* **Task prompt**
Print, exactly as written, the line containing "use super::types::ActivatedEvent;" and every line after it, ending with the final line of the data below.

[Collected data entries]

□ □ □

//! Event channel factories and handles.

use super::types::ActivatedEvent;
use tokio::sync::mpsc;

/// Default buffer size for event channels.
///
/// This provides enough buffer to handle bursts while keeping memory bounded.
pub const DEFAULT_CHANNEL_BUFFER: usize = 256;

/// Sender handle for ActivatedEvent events.
pub type ActivatedEventSender = mpsc::Sender<ActivatedEvent>;
/// Receiver handle for ActivatedEvent events.
pub type ActivatedEventReceiver = mpsc::Receiver<ActivatedEvent>;

/// Create a new ActivatedEvent channel.
///
/// The scheduler holds the sender; the push sink drains the receiver.
pub fn activated_event_channel() -> (ActivatedEventSender, ActivatedEventReceiver) {
    mpsc::channel(DEFAULT_CHANNEL_BUFFER)
}
//! HTTP API.
//!
//! # Endpoints
//!
//! - `GET /get-all-signal`: every activated event, tagged with its type
//! - `GET /get-dr-signal/{category}`: payloads of one category, optionally
//!   restricted to `?startdate=..&enddate=..`

mod events;

use crate::state::AppState;
use axum::Router;
use axum::routing::get;

/// Build the event listing router.
pub fn router() -> Router<AppState> {
    Router::new()
        .route("/get-all-signal", get(events::list_all_events))
        .route("/get-dr-signal/{category}", get(events::list_category_events))
}
use serde::de::DeserializeOwned;

/// One untyped entry of a watched descriptor file.
#[derive(Debug, Clone, PartialEq)]
pub struct RawDescriptor(serde_json::Value);

impl RawDescriptor {
    pub fn new(value: serde_json::Value) -> Self {
        Self(value)
    }

    pub fn get(&self, field: &str) -> Option<&serde_json::Value> {
        self.0.get(field)
    }

    /// Deserialize the category-specific fields.
    pub fn fields<T: DeserializeOwned>(&self) -> Result<T, serde_json::Error> {
        T::deserialize(&self.0)
    }

    pub fn as_value(&self) -> &serde_json::Value {
        &self.0
    }
}

impl From<serde_json::Value> for RawDescriptor {
    fn from(value: serde_json::Value) -> Self {
        Self::new(value)
    }
}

□ □ □

* **Answer for this exercise**
use super::types::ActivatedEvent;
use tokio::sync::mpsc;

/// Default buffer size for event channels.
///
/// This provides enough buffer to handle bursts while keeping memory bounded.
pub const DEFAULT_CHANNEL_BUFFER: usize = 256;

/// Sender handle for ActivatedEvent events.
pub type ActivatedEventSender = mpsc::Sender<ActivatedEvent>;
/// Receiver handle for ActivatedEvent events.
pub type ActivatedEventReceiver = mpsc::Receiver<ActivatedEvent>;

/// Create a new ActivatedEvent channel.
///
/// The scheduler holds the sender; the push sink drains the receiver.
pub fn activated_event_channel() -> (ActivatedEventSender, ActivatedEventReceiver) {
    mpsc::channel(DEFAULT_CHANNEL_BUFFER)
}
//! HTTP API.
//!
//! # Endpoints
//!
//! - `GET /get-all-signal`: every activated event, tagged with its type
//! - `GET /get-dr-signal/{category}`: payloads of one category, optionally
//!   restricted to `?startdate=..&enddate=..`

mod events;

use crate::state::AppState;
use axum::Router;
use axum::routing::get;

/// Build the event listing router.
pub fn router() -> Router<AppState> {
    Router::new()
        .route("/get-all-signal", get(events::list_all_events))
        .route("/get-dr-signal/{category}", get(events::list_category_events))
}
use serde::de::DeserializeOwned;

/// One untyped entry of a watched descriptor file.
#[derive(Debug, Clone, PartialEq)]
pub struct RawDescriptor(serde_json::Value);

impl RawDescriptor {
    pub fn new(value: serde_json::Value) -> Self {
        Self(value)
    }

    pub fn get(&self, field: &str) -> Option<&serde_json::Value> {
        self.0.get(field)
    }

    /// Deserialize the category-specific fields.
    pub fn fields<T: DeserializeOwned>(&self) -> Result<T, serde_json::Error> {
        T::deserialize(&self.0)
    }

    pub fn as_value(&self) -> &serde_json::Value {
        &self.0
    }
}

impl From<serde_json::Value> for RawDescriptor {
    fn from(value: serde_json::Value) -> Self {
        Self::new(value)
    }
}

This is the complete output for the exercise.